What he is arguing in this passage is that there are more and less capable races, but that free trade might be beneficial for everyone especially the more capable ones. Therefore, in one passage written by this economic genius we find a fusion of racialism and free market economics brought to what reads like a reduction ad absurdum of both. This should not come as a surprise, however, because this is the author, who praised the European fascist movements in the late 1920s, which he saw as a necessary defense against socialism:

“It cannot be denied that Fascism and similar movements aiming at the establishment of dictatorships are full of the best intentions and that their intervention has, for the moment, saved European civilization. The merit that Fascism has thereby won for itself will live on eternally in history. But though its policy has brought salvation for the moment, it is not of the kind which could promise continued success. Fascism was an emergency makeshift. To view it as something more would be a fatal error”[5]

From the standpoint of mainstream economics, these ideological slippages are obviously not signals of some kind of ideological bias in Mises economic thought, and references to his work can be found in most economic textbooks and a prominent economic think-tank with branches in various parts of the world carries his name with pride.

The list of these obvious examples of ideological and political misuse and abuse of science is too long to summarize here, but I should mention at least some. The Tuskegee Study of Untreated Syphilis in Negro Male was a protracted experiment that went on for almost four decades in the Macon County, Alabama, This study, which was conducted by the United States Public Health Service, included 600 African American men, around 400 of whom had contracted syphilis, and it consisted of withholding treatment from these 400 men and observing how the disease develops in them until they finally succumb to the terrible complications associated with these illness.[6] Another example of brutal politicization and abuse of science is the infamous MK Ultra Project run by the CIA. Around 80 educational and medical institutions throughout the United States participated in this project whose focus was to develop what is now known as ‘advanced interrogation techniques’ but actually translates as effective forms of torture and extraction of information.

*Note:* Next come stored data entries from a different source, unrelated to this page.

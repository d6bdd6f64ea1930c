use elastic_core::{
    Clock, Color, Emitter, Font, PointerEvent, Rect, Signal, Size, SubId, SystemClock,
    TextMeasure, Vec2, signal,
};
use std::rc::Rc;

use crate::animator::{Animator, Progress};
use crate::gestures::{Gesture, GestureRecognizer, PanEvent, PanPhase};
use crate::label_row::LabelRow;
use crate::layout::{self, SegmentLayout};
use crate::mask::MaskSync;
use crate::style::{self, SegmentedStyle, SpringSpec, StyleError};

#[derive(Clone, Copy, Debug, PartialEq)]
struct DragSession {
    origin_x: f32,
}

#[derive(Clone, Copy, Debug, PartialEq)]
enum Mode {
    Idle,
    Dragging(DragSession),
}

/// Row of mutually exclusive text segments with a thumb that can be tapped
/// or dragged between them.
///
/// The host feeds bounds, input and one [`tick`](Self::tick) per frame, and
/// draws [`paint`](Self::paint). Listeners registered with
/// [`on_value_changed`](Self::on_value_changed) run synchronously and must
/// not call back into the control.
pub struct ElasticSegmentedControl {
    base_row: LabelRow,
    selected_row: LabelRow,
    selected_index: usize,
    bounds: Size,
    pub(crate) style: SegmentedStyle,
    pub(crate) presented: Option<SegmentLayout>,
    mode: Mode,
    animator: Animator,
    gestures: GestureRecognizer,
    measurer: Rc<dyn TextMeasure>,
    thumb: Signal<Rect>,
    pub(crate) mask: MaskSync,
    value_changed: Emitter<usize>,
}

impl ElasticSegmentedControl {
    pub fn new(measurer: Rc<dyn TextMeasure>) -> Self {
        Self::with_clock(measurer, Rc::new(SystemClock))
    }

    pub fn with_clock(measurer: Rc<dyn TextMeasure>, clock: Rc<dyn Clock>) -> Self {
        let style = SegmentedStyle::default();
        let thumb = signal(Rect::default());
        let mask = MaskSync::attach(&thumb);
        Self {
            base_row: LabelRow::new(style.base_text_color, style.font.clone()),
            selected_row: LabelRow::new(style.selected_text_color, style.font.clone()),
            selected_index: 0,
            bounds: Size::default(),
            style,
            presented: None,
            mode: Mode::Idle,
            animator: Animator::new(clock),
            gestures: GestureRecognizer::new(),
            measurer,
            thumb,
            mask,
            value_changed: Emitter::new(),
        }
    }

    pub fn with_titles<S: AsRef<str>>(titles: &[S], measurer: Rc<dyn TextMeasure>) -> Self {
        let mut control = Self::new(measurer);
        control.set_titles(titles);
        control
    }

    pub fn titles(&self) -> Vec<String> {
        self.base_row.titles()
    }

    /// Replaces the segments in both rows. A selection that no longer
    /// exists moves to the last segment; no notification is sent.
    pub fn set_titles<S: AsRef<str>>(&mut self, titles: &[S]) {
        self.base_row.set_titles(titles);
        self.selected_row.set_titles(titles);
        let count = titles.len();
        if count == 0 {
            self.selected_index = 0;
        } else if self.selected_index >= count {
            log::debug!(
                "selection {} out of range after replacing segments; clamping to {}",
                self.selected_index,
                count - 1
            );
            self.selected_index = count - 1;
        }
        self.relayout();
    }

    pub fn segment_count(&self) -> usize {
        self.base_row.len()
    }

    pub fn selected_index(&self) -> usize {
        self.selected_index
    }

    pub fn base_row(&self) -> &LabelRow {
        &self.base_row
    }

    pub fn selected_row(&self) -> &LabelRow {
        &self.selected_row
    }

    pub fn bounds(&self) -> Size {
        self.bounds
    }

    pub fn set_bounds(&mut self, bounds: Size) {
        if bounds != self.bounds {
            self.bounds = bounds;
            self.relayout();
        }
    }

    /// Thumb rect currently on screen (mid-animation or mid-drag included).
    pub fn thumb_rect(&self) -> Option<Rect> {
        self.presented.as_ref().map(|l| l.thumb)
    }

    pub fn presented_layout(&self) -> Option<&SegmentLayout> {
        self.presented.as_ref()
    }

    /// Clip applied to the selected-appearance row.
    pub fn clip_rect(&self) -> Rect {
        self.mask.clip_rect()
    }

    pub fn mask(&self) -> &MaskSync {
        &self.mask
    }

    pub fn style(&self) -> &SegmentedStyle {
        &self.style
    }

    pub fn set_style(&mut self, style: SegmentedStyle) -> Result<(), StyleError> {
        style.validate().inspect_err(|e| log::warn!("rejected style: {e}"))?;
        self.base_row.set_color(style.base_text_color);
        self.base_row.set_font(style.font.clone());
        self.selected_row.set_color(style.selected_text_color);
        self.selected_row.set_font(style.font.clone());
        self.style = style;
        self.relayout();
        Ok(())
    }

    pub fn set_base_text_color(&mut self, color: Color) {
        self.style.base_text_color = color;
        self.base_row.set_color(color);
    }

    pub fn set_selected_text_color(&mut self, color: Color) {
        self.style.selected_text_color = color;
        self.selected_row.set_color(color);
    }

    pub fn set_font(&mut self, font: Font) -> Result<(), StyleError> {
        style::check_font(&font)?;
        self.base_row.set_font(font.clone());
        self.selected_row.set_font(font.clone());
        self.style.font = font;
        self.relayout();
        Ok(())
    }

    pub fn set_background_color(&mut self, color: Color) {
        self.style.background_color = color;
    }

    pub fn set_thumb_color(&mut self, color: Color) {
        self.style.thumb_color = color;
    }

    pub fn set_corner_radius(&mut self, radius: Option<f32>) -> Result<(), StyleError> {
        style::check_radius(radius)?;
        self.style.corner_radius = radius;
        Ok(())
    }

    pub fn set_thumb_corner_radius(&mut self, radius: Option<f32>) -> Result<(), StyleError> {
        style::check_radius(radius)?;
        self.style.thumb_corner_radius = radius;
        Ok(())
    }

    pub fn set_thumb_inset(&mut self, inset: f32) -> Result<(), StyleError> {
        style::check_inset(inset)?;
        self.style.thumb_inset = inset;
        self.relayout();
        Ok(())
    }

    pub fn set_animation(&mut self, spring: SpringSpec) -> Result<(), StyleError> {
        spring.validate()?;
        self.style.animation = spring;
        Ok(())
    }

    pub fn corner_radius(&self) -> f32 {
        self.style
            .corner_radius
            .unwrap_or(self.bounds.height / 2.0)
    }

    pub fn thumb_corner_radius(&self) -> f32 {
        self.style
            .thumb_corner_radius
            .unwrap_or_else(|| self.thumb_rect().map_or(0.0, |t| t.h / 2.0))
    }

    /// Called with the new index whenever the selection changes.
    pub fn on_value_changed(&self, f: impl Fn(&usize) + 'static) -> SubId {
        self.value_changed.subscribe(f)
    }

    pub fn remove_value_changed(&self, id: SubId) {
        self.value_changed.unsubscribe(id);
    }

    /// Called on every thumb move, e.g. to schedule a redraw.
    pub fn on_thumb_changed(&self, f: impl Fn(&Rect) + 'static) -> SubId {
        self.thumb.subscribe(f)
    }

    pub fn is_interaction_enabled(&self) -> bool {
        self.animator.is_interaction_enabled()
    }

    pub fn is_animating(&self) -> bool {
        self.animator.is_animating()
    }

    pub fn is_dragging(&self) -> bool {
        matches!(self.mode, Mode::Dragging(_))
    }

    /// Moves the selection to `index`. Out-of-range indices are ignored.
    ///
    /// Animated changes notify only when the index actually changes, so a
    /// drag released over the current segment just settles the thumb.
    /// Non-animated changes always notify, even for the current index.
    pub fn set_selected_index(&mut self, index: usize, animated: bool) {
        if index >= self.segment_count() {
            log::trace!(
                "ignoring selection {index}; only {} segments",
                self.segment_count()
            );
            return;
        }
        if let Mode::Dragging(_) = self.mode {
            log::debug!("selection set during drag; dropping drag session");
            self.mode = Mode::Idle;
        }

        let same = index == self.selected_index;
        self.selected_index = index;
        let Some(target) = self.target_layout() else {
            return;
        };

        if animated {
            if !same {
                self.value_changed.emit(&index);
            }
            let from = self.presented.clone().unwrap_or_else(|| target.clone());
            self.animator
                .animate(self.style.animation.to_animation_spec(), &from, target);
        } else {
            self.animator.cancel();
            self.present(target);
            self.value_changed.emit(&index);
        }
    }

    /// Advance the running animation to the clock's current time. Returns
    /// true while another frame is needed.
    pub fn tick(&mut self) -> bool {
        match self.animator.tick() {
            Progress::Idle => false,
            Progress::Running(frame) => {
                self.present(frame);
                true
            }
            Progress::Finished(frame) => {
                log::trace!("thumb settled at {:?}", frame.thumb);
                self.present(frame);
                false
            }
        }
    }

    /// Selects the segment under `location`. Returns false if ignored.
    pub fn handle_tap(&mut self, location: Vec2) -> bool {
        if !self.is_interaction_enabled() {
            log::trace!("tap dropped while animating");
            return false;
        }
        match layout::index_at(location.x, self.bounds.width, self.segment_count()) {
            Some(index) => {
                self.set_selected_index(index, true);
                true
            }
            None => {
                log::trace!("tap at {location:?} outside every segment");
                false
            }
        }
    }

    /// Whether a pan starting at `location` belongs to this control.
    pub fn should_begin_pan(&self, location: Vec2) -> bool {
        self.thumb_rect()
            .is_some_and(|thumb| layout::admits_pan(location, &thumb))
    }

    /// Returns false when the event was not consumed.
    pub fn handle_pan(&mut self, event: PanEvent) -> bool {
        match event.phase {
            PanPhase::Began => {
                if !self.is_interaction_enabled() {
                    log::trace!("pan dropped while animating");
                    return false;
                }
                if !self.should_begin_pan(event.location) {
                    return false;
                }
                let Some(thumb) = self.thumb_rect() else {
                    return false;
                };
                log::debug!("drag began at thumb x={}", thumb.x);
                self.mode = Mode::Dragging(DragSession { origin_x: thumb.x });
                true
            }
            PanPhase::Changed => {
                let Mode::Dragging(session) = self.mode else {
                    return false;
                };
                let Some(presented) = self.presented.as_mut() else {
                    return false;
                };
                let thumb = &mut presented.thumb;
                thumb.x = layout::clamp_thumb_x(
                    session.origin_x + event.translation.x,
                    self.bounds.width,
                    self.style.thumb_inset,
                    thumb.w,
                );
                let thumb = *thumb;
                self.thumb.set(thumb);
                true
            }
            PanPhase::Ended | PanPhase::Cancelled => {
                if !self.is_dragging() {
                    return false;
                }
                self.mode = Mode::Idle;
                let center = self.thumb_rect().map_or(0.0, |t| t.center_x());
                if let Some(index) =
                    layout::settle_index(center, self.bounds.width, self.segment_count())
                {
                    log::debug!("drag {:?}; settling on {index}", event.phase);
                    self.set_selected_index(index, true);
                }
                true
            }
        }
    }

    /// Feeds a raw pointer event through the tap/pan recognizer.
    pub fn handle_pointer(&mut self, event: &PointerEvent) -> bool {
        let thumb = self.thumb_rect();
        let enabled = self.is_interaction_enabled();
        let gestures = self.gestures.handle_pointer(event, |start| {
            enabled && thumb.is_some_and(|t| layout::admits_pan(start, &t))
        });

        let mut handled = false;
        for g in gestures {
            handled |= match g {
                Gesture::Tap(p) => self.handle_tap(p),
                Gesture::Pan(e) => self.handle_pan(e),
            };
        }
        handled
    }

    fn target_layout(&self) -> Option<SegmentLayout> {
        let count = self.segment_count();
        let inset = self.style.thumb_inset;
        let max = layout::measure_constraint(self.bounds, count, inset)?;
        let sizes = self.base_row.measure(self.measurer.as_ref(), max);
        layout::compute(self.bounds, self.selected_index, inset, &sizes)
    }

    /// Recomputes everything from bounds, content and selection and applies
    /// it immediately.
    fn relayout(&mut self) {
        self.animator.cancel();
        match self.target_layout() {
            Some(target) => self.present(target),
            None => {
                self.base_row.clear_frames();
                self.selected_row.clear_frames();
                self.presented = None;
                self.thumb.set(Rect::default());
            }
        }
    }

    // Every presented-thumb write outside a drag goes through here.
    fn present(&mut self, layout: SegmentLayout) {
        self.base_row.set_frames(&layout.labels);
        self.selected_row.set_frames(&layout.labels);
        let thumb = layout.thumb;
        self.presented = Some(layout);
        self.thumb.set(thumb);
    }
}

The experiments conducted as part of this project included hypnosis, electroshocks, sexual and verbal abuse, electroshocks and many other forms of torture[7][8].

These historical examples prove that science has, in fact, been misused and abused to forward the interests of the ruling classes in the past, which means that such things may happen in the future warranting a dose of skepticism about ‘expert’ opinion and policy advice.

When it comes to conspiracy theories, it is important to realize that all of them are not always wrong by definition but the way they operate also serves the interests of the bourgeoisie because they challenge skepticism and resistance towards the official narratives into politically impotent moralizing and the promotion of various rightwing positions. Therefore, the reminder of this article will be dedicated to showing that conspiracy theories can sometimes be true, but in the majority of cases, they actually deflect criticism from the capitalist system as a whole to specific individuals or groups, thus ultimately upholding the ruling ideology by guarding against more potent forms of criticism and promoting individualist, nationalist and racist worldviews.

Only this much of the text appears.